Ownership and Foreign Aid in Latin America
By Mariano Valderrama
The subject of ownership has become one of the basic principles of International Cooperation policies. OECD’s (Organization for Economic Cooperation and Development) manifesto ‘Shaping the XXI Century’ raised in 1996, a new cooperation paradigm that assigned a greater role to aid recipient countries and greater coordination of cooperating countries’ activities. In Latin America, as in other regions, several pilot programs were fostered to implement the new paradigm. However, no systematic evaluation has been made of the experiences or of the obstacles encountered and in practice very limited overall progress is recorded. The paper examines in detail and with concrete examples, the situation with regards to ownership in four Latin American coutnries that have signed the Paris Declaration - Honduras, Nicargaua, Peru and Bolivia.
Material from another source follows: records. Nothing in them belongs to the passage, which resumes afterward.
//! Yeelight driver (§4.7): a plain TCP JSON-RPC control socket, optionally
//! upgraded to "music mode" — the bulb opens a second TCP connection back
//! to us and then accepts a raw stream of JSON commands with no
//! rate limit. Direct JSON-RPC calls are capped at the bulb's documented
//! quota (Open Question resolved via the generic `DeviceQuota` error kind
//! in §7).

use std::net::SocketAddr;
use std::time::{Duration, Instant};

use async_trait::async_trait;
use serde_json::json;
use tokio::io::AsyncWriteExt;
use tokio::net::{TcpListener, TcpStream};

use crate::color::ColorRgb;
use crate::error::{HyperError, Result};

use super::{Driver, DriverProperties};

/// Yeelight's documented direct-control rate limit: no more than one
/// command per this interval outside of music mode.
const DIRECT_MODE_MIN_INTERVAL: Duration = Duration::from_millis(1000);

const MUSIC_MODE_CONNECT_TIMEOUT: Duration = Duration::from_secs(1);

#[derive(Clone, Copy, Debug, PartialEq, Eq)]
enum State {
    Opened,
    JsonCommand,
    AwaitReverseConnect,
    MusicStreaming,
}

pub struct YeelightDriver {
    host: String,
    port: u16,
    control: Option<TcpStream>,
    state: State,
    music_stream: Option<TcpStream>,
    last_direct_write: Option<Instant>,
    request_id: u64,
}

impl YeelightDriver {
    pub fn new(host: String, port: u16) -> Self {
        YeelightDriver {
            host,
            port,
            control: None,
            state: State::Opened,
            music_stream: None,
            last_direct_write: None,
            request_id: 0,
        }
    }

    fn next_id(&mut self) -> u64 {
        self.request_id = self.request_id.wrapping_add(1);
        self.request_id
    }

    async fn send_command(stream: &mut TcpStream, payload: &serde_json::Value) -> Result<()> {
        let mut line = serde_json::to_vec(payload).map_err(|e| HyperError::internal(format!("bad yeelight payload: {e}")))?;
        line.extend_from_slice(b"\r\n");
        stream
            .write_all(&line)
            .await
            .map_err(|e| HyperError::TransientIo(format!("yeelight write failed: {e}")))
    }

    /// Ask the bulb to open a reverse TCP connection to `local_addr` for
    /// streaming; succeeds once we actually accept that connection within
    /// [`MUSIC_MODE_CONNECT_TIMEOUT`], otherwise falls back to direct mode.
    async fn try_enter_music_mode(&mut self) -> Result<()> {
        let listener = TcpListener::bind("0.0.0.0:0")
            .await
            .map_err(|e| HyperError::TransientIo(format!("music-mode listener bind failed: {e}")))?;
        let local_addr: SocketAddr = listener
            .local_addr()
            .map_err(|e| HyperError::internal(format!("listener has no local addr: {e}")))?;

        let control = self.control.as_mut().ok_or_else(|| HyperError::internal("yeelight control socket not open"))?;
        let id = self.next_id();
        Self::send_command(
            control,
            &json!({ "id": id, "method": "set_music", "params": [1, local_addr.ip().to_string(), local_addr.port()] }),
        )
        .await?;

        self.state = State::AwaitReverseConnect;
        let accepted = tokio::time::timeout(MUSIC_MODE_CONNECT_TIMEOUT, listener.accept()).await;
        match accepted {
            Ok(Ok((stream, _))) => {
                self.music_stream = Some(stream);
                self.state = State::MusicStreaming;
                Ok(())
            }
            _ => {
                self.state = State::JsonCommand;
                Err(HyperError::TransientIo("bulb did not open reverse music-mode connection in time".into()))
            }
        }
    }

    fn set_rgb_command(&mut self, color: ColorRgb) -> serde_json::Value {
        let rgb_int = ((color.r as u32) << 16) | ((color.g as u32) << 8) | color.b as u32;
        let id = self.next_id();
        json!({ "id": id, "method": "set_rgb", "params": [rgb_int, "smooth", 50] })
    }
}

#[async_trait]
impl Driver for YeelightDriver {
    async fn open(&mut self) -> Result<()> {
        let target = format!("{}:{}", self.host, self.port);
        let stream = TcpStream::connect(&target)
            .await
            .map_err(|e| HyperError::TransientIo(format!("yeelight connect failed: {e}")))?;
        self.control = Some(stream);
        self.state = State::Opened;

        // Music mode is an optimization, not a requirement: a failure here
        // just leaves us in direct JSON-command mode.
        let _ = self.try_enter_music_mode().await;
        Ok(())
    }

    async fn close(&mut self) -> Result<()> {
        self.music_stream = None;
        self.control = None;
        self.state = State::Opened;
        Ok(())
    }

    async fn write(&mut self, colors: &[ColorRgb]) -> Result<()> {
        let color = colors.first().copied().unwrap_or(ColorRgb::BLACK);

        if self.state == State::MusicStreaming {
            let cmd = self.set_rgb_command(color);
            let stream = self.music_stream.as_mut().ok_or_else(|| HyperError::internal("music stream missing in MusicStreaming state"))?;
            return Self::send_command(stream, &cmd).await;
        }

        let now = Instant::now();
        if let Some(last) = self.last_direct_write {
            if now.duration_since(last) < DIRECT_MODE_MIN_INTERVAL {
                return Err(HyperError::DeviceQuota("yeelight direct-mode rate limit (1 cmd/s) exceeded".into()));
            }
        }
        let cmd = self.set_rgb_command(color);
        let control = self.control.as_mut().ok_or_else(|| HyperError::internal("yeelight control socket not open"))?;
        Self::send_command(control, &cmd).await?;
        self.last_direct_write = Some(now);
        self.state = State::JsonCommand;
        Ok(())
    }

    async fn switch_on(&mut self) -> Result<()> {
        let id = self.next_id();
        let control = self.control.as_mut().ok_or_else(|| HyperError::internal("yeelight control socket not open"))?;
        Self::send_command(control, &json!({ "id": id, "method": "set_power", "params": ["on", "smooth", 50] })).await
    }

    async fn switch_off(&mut self) -> Result<()> {
        let id = self.next_id();
        let control = self.control.as_mut().ok_or_else(|| HyperError::internal("yeelight control socket not open"))?;
        Self::send_command(control, &json!({ "id": id, "method": "set_power", "params": ["off", "smooth", 50] })).await
    }

    async fn get_properties(&self) -> DriverProperties {
        DriverProperties { name: "yeelight".into(), ..Default::default() }
    }
}

#[cfg(test)]
mod tests {
    use super::*;

    #[test]
    fn set_rgb_packs_channels_into_one_integer() {
        let mut d = YeelightDriver::new("127.0.0.1".into(), 55443);
        let cmd = d.set_rgb_command(ColorRgb::new(0x12, 0x34, 0x56));
        assert_eq!(cmd["params"][0], 0x123456);
    }

    #[test]
    fn request_ids_increment() {
        let mut d = YeelightDriver::new("127.0.0.1".into(), 55443);
        let a = d.next_id();
        let b = d.next_id();
        assert_eq!(b, a + 1);
    }
}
Ultimately the paper argues that CSOs have a role to play in monitoring the Paris Declaration in topics such as the definition of joint development plans, demand for transparency, impact evaluation of projects, capacity building and the empowerment of people. However, to have greater legitimacy in their claim, it is imperative that they should also assume a collective public commitment with respect to the principle of aid effectiveness in the framework of their particularities as private organizations. This is, undoubtedly, a commitment that has to arise in the very ambit of civil society, rather than within the framework of an offi cial state inspectorate.